HOW TO COMPLETE THIS TASK
Take the listing below and print exactly the lines starting at the line containing "filename src/mapper.rs" and ending at the line containing "impl From<&str> for", both ends included, and no others.

DATA EXTRACTS
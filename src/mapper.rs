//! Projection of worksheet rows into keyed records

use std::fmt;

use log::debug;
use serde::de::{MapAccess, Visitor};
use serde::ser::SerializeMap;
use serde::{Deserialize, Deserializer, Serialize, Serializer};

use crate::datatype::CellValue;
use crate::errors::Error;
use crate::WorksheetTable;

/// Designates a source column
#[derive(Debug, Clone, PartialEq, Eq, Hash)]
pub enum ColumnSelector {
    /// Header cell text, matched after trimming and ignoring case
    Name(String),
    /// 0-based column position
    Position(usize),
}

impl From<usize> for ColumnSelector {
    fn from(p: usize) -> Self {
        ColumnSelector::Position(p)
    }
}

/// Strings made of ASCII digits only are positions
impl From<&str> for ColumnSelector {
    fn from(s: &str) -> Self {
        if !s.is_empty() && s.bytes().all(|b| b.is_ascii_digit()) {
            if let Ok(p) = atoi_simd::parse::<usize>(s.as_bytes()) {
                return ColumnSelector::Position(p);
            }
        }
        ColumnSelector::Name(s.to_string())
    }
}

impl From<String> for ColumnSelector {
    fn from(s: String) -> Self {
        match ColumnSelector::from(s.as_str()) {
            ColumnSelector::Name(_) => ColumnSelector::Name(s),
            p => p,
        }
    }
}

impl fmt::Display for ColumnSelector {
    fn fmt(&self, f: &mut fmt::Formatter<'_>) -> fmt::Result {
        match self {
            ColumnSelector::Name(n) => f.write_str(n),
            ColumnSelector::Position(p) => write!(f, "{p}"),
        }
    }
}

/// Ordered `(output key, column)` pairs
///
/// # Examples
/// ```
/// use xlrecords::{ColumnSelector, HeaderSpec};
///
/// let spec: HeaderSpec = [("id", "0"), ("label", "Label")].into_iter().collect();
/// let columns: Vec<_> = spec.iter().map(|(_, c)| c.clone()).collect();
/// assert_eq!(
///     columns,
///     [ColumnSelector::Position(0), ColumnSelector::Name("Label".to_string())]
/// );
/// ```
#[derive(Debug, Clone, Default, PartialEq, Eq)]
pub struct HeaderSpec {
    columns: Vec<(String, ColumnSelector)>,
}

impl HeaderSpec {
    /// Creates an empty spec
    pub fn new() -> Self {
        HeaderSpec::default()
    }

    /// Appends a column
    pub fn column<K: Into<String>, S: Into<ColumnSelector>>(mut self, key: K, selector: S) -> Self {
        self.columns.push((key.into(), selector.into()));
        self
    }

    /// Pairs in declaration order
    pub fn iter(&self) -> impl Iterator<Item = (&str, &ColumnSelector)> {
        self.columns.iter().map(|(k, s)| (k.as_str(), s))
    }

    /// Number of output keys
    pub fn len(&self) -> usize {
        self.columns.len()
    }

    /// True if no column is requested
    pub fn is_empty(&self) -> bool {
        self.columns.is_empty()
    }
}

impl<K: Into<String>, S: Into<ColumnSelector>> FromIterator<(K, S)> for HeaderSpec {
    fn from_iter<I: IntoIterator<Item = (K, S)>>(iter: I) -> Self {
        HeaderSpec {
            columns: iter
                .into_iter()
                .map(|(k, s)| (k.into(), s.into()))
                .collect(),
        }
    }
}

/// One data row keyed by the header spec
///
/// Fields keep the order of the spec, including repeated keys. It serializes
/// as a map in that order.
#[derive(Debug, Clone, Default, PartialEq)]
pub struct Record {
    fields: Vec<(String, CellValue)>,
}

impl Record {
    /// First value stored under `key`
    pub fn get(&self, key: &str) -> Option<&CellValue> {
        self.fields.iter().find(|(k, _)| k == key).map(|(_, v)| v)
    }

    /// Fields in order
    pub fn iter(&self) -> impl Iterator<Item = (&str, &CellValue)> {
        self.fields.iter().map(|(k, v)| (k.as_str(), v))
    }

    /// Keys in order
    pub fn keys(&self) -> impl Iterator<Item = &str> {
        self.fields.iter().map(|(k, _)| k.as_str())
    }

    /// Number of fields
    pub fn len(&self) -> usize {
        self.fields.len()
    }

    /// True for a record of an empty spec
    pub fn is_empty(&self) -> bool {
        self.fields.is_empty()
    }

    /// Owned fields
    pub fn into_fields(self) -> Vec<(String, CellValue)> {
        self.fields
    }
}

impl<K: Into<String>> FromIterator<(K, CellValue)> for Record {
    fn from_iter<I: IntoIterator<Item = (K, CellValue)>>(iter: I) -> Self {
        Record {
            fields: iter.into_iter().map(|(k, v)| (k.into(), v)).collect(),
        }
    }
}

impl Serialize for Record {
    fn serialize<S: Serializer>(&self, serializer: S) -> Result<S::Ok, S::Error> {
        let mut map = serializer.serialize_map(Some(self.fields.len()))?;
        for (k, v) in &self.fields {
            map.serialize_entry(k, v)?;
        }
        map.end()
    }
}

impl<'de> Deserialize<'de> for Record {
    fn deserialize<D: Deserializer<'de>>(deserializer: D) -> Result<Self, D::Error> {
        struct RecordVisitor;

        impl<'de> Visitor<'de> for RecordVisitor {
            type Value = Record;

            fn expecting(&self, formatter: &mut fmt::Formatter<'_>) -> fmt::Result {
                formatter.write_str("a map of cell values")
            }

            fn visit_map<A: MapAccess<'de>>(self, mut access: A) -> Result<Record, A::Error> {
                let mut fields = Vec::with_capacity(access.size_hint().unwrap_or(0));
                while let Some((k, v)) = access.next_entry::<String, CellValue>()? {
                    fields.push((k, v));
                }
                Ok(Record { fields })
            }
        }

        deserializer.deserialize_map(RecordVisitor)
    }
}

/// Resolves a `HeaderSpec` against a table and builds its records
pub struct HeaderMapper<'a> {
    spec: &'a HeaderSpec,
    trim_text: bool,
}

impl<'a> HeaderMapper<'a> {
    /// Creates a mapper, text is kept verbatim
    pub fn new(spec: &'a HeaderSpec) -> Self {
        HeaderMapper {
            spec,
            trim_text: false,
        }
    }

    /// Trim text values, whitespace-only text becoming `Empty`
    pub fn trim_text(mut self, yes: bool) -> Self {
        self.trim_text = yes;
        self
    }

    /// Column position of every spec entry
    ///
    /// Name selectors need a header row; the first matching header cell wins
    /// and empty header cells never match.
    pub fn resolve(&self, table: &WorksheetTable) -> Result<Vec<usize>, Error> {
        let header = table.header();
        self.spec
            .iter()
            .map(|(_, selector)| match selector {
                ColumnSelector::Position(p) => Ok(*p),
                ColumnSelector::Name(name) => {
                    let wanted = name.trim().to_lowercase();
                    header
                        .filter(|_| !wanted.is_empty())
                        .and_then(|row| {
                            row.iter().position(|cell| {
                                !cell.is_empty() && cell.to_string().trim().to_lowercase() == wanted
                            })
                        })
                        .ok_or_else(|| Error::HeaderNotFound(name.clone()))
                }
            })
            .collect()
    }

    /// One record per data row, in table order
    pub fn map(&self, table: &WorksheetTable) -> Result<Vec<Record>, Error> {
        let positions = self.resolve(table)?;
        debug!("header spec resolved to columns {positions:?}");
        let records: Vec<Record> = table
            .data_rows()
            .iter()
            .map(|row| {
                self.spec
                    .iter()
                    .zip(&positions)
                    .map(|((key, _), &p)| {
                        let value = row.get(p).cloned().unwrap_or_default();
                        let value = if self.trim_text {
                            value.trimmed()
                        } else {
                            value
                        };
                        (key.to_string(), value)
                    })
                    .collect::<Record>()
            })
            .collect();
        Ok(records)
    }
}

---

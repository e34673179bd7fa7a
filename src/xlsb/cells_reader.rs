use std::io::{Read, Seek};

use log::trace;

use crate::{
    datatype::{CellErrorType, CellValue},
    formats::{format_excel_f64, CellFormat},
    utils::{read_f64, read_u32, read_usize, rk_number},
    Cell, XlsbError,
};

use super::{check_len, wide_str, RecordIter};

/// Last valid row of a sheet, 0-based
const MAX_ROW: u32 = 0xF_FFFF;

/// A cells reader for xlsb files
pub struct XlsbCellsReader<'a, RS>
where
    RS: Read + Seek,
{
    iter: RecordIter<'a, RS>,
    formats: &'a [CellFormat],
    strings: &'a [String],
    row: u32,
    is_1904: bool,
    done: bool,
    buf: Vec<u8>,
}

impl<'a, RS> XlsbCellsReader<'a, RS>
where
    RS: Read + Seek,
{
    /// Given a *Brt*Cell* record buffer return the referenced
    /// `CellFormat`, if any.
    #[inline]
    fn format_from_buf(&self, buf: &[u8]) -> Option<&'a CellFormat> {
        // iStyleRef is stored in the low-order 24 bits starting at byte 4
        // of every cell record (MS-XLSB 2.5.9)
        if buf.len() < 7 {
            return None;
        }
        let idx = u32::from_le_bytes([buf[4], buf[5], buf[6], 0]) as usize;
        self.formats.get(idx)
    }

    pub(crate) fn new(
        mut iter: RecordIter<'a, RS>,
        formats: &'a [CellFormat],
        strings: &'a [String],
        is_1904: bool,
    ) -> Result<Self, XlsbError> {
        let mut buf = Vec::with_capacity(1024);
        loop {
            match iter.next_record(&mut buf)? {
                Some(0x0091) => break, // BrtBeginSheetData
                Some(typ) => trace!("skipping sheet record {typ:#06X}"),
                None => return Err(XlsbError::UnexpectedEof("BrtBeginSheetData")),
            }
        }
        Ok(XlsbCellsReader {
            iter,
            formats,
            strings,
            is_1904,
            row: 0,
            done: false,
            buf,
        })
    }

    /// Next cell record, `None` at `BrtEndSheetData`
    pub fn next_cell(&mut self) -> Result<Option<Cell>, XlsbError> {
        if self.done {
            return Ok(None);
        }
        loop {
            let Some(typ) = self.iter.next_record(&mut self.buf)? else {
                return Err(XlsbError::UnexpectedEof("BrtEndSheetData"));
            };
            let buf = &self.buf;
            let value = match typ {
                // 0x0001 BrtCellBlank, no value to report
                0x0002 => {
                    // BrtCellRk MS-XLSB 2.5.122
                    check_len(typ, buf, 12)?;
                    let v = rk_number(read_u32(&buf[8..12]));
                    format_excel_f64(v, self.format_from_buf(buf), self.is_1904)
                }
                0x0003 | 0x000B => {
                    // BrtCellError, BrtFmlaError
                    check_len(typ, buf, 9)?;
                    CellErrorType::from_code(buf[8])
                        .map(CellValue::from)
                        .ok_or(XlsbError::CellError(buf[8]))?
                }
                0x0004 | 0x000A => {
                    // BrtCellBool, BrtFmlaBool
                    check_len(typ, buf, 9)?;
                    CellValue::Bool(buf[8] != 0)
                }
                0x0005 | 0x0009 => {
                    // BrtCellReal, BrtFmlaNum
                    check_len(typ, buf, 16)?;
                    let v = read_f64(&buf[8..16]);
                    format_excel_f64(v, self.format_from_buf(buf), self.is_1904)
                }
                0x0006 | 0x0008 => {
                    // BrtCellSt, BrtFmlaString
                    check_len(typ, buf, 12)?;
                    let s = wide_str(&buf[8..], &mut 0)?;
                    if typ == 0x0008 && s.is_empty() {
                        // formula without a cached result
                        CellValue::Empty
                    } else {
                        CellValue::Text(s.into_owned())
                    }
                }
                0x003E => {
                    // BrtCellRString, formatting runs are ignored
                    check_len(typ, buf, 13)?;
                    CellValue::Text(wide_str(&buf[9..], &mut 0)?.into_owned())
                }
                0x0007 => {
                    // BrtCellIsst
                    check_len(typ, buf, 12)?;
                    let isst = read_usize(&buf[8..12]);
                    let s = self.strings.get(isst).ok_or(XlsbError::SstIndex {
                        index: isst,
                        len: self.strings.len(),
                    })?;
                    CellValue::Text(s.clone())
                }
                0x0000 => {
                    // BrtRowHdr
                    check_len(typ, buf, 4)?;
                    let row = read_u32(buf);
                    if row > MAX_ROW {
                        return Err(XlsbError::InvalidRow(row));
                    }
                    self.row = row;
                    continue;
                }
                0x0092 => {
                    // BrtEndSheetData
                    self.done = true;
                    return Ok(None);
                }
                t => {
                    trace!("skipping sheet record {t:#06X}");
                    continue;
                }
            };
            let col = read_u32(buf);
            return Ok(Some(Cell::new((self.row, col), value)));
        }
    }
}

* * *

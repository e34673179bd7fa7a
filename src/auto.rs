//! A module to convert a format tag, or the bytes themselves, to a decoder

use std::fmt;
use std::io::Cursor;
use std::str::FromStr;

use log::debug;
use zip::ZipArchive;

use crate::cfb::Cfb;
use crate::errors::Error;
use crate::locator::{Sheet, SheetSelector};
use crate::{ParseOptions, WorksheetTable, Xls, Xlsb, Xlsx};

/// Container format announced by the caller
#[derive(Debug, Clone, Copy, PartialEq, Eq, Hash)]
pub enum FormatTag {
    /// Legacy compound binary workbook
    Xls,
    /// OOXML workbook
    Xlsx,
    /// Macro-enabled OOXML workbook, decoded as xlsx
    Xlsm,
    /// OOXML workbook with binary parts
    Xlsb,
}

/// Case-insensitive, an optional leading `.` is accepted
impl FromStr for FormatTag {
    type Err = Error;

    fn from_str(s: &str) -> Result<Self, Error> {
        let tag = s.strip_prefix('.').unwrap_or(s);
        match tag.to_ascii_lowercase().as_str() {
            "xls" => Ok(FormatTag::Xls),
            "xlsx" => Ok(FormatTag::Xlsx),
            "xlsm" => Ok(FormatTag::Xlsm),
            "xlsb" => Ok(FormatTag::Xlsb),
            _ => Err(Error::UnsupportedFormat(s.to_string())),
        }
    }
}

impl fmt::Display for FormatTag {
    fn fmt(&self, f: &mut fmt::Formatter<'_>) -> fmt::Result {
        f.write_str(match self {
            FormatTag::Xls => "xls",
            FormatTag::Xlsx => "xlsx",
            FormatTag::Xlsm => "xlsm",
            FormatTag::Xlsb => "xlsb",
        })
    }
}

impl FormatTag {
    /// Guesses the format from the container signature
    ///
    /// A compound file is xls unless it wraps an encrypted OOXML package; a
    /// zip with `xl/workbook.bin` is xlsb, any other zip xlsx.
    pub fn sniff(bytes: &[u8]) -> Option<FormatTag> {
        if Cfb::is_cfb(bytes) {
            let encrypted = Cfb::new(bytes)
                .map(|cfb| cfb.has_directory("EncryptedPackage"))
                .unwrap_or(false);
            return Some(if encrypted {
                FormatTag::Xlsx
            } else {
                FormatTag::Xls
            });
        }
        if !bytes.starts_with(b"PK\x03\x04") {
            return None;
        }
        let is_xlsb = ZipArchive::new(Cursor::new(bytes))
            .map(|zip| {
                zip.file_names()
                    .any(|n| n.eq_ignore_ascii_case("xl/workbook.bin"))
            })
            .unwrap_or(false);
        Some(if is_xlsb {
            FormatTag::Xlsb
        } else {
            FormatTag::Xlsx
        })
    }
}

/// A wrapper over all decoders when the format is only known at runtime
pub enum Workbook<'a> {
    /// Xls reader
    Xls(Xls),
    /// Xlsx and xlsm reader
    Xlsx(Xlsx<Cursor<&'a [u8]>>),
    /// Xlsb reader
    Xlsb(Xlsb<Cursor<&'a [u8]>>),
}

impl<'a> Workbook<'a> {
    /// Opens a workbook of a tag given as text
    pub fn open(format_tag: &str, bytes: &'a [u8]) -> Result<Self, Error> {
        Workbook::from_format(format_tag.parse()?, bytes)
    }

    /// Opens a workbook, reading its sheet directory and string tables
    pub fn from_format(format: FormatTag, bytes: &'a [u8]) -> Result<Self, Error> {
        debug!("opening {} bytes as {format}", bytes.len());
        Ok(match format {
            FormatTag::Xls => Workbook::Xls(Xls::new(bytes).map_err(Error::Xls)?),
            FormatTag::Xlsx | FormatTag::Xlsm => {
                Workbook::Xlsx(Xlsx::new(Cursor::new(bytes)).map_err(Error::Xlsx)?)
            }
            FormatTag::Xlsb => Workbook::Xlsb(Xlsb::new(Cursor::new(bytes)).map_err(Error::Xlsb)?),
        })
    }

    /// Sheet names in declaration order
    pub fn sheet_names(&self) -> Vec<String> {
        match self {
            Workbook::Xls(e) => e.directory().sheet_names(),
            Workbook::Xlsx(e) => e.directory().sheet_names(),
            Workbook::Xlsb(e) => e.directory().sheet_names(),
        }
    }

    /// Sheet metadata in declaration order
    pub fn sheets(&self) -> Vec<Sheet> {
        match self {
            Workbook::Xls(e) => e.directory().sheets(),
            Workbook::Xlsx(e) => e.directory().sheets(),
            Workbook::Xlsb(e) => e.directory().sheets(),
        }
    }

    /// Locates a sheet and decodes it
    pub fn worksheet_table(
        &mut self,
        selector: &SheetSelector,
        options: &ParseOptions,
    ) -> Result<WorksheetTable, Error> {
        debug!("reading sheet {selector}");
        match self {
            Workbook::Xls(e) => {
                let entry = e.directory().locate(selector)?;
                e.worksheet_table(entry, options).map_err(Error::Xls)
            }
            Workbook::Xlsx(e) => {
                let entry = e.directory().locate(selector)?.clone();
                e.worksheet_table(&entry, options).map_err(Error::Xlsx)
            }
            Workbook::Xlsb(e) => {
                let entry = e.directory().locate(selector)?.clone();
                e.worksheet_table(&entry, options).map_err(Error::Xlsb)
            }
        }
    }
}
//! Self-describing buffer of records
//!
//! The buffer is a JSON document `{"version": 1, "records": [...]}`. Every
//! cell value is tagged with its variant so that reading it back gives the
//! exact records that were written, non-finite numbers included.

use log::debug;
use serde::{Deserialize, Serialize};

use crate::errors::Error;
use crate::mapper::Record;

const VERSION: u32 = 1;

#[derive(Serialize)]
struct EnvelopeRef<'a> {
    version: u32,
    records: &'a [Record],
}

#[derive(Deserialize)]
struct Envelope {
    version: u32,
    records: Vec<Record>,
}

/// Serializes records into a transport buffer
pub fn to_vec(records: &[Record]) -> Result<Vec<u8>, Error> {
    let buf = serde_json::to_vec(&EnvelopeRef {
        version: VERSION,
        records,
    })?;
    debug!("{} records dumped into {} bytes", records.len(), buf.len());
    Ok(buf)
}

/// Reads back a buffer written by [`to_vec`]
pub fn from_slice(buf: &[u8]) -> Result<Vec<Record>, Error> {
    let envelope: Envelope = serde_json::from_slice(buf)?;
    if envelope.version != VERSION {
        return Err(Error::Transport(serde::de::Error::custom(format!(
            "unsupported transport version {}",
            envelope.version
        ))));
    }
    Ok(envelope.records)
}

RESPONSE
filename src/mapper.rs
//! Projection of worksheet rows into keyed records

use std::fmt;

use log::debug;
use serde::de::{MapAccess, Visitor};
use serde::ser::SerializeMap;
use serde::{Deserialize, Deserializer, Serialize, Serializer};

use crate::datatype::CellValue;
use crate::errors::Error;
use crate::WorksheetTable;

/// Designates a source column
#[derive(Debug, Clone, PartialEq, Eq, Hash)]
pub enum ColumnSelector {
    /// Header cell text, matched after trimming and ignoring case
    Name(String),
    /// 0-based column position
    Position(usize),
}

impl From<usize> for ColumnSelector {
    fn from(p: usize) -> Self {
        ColumnSelector::Position(p)
    }
}

/// Strings made of ASCII digits only are positions
impl From<&str> for ColumnSelector {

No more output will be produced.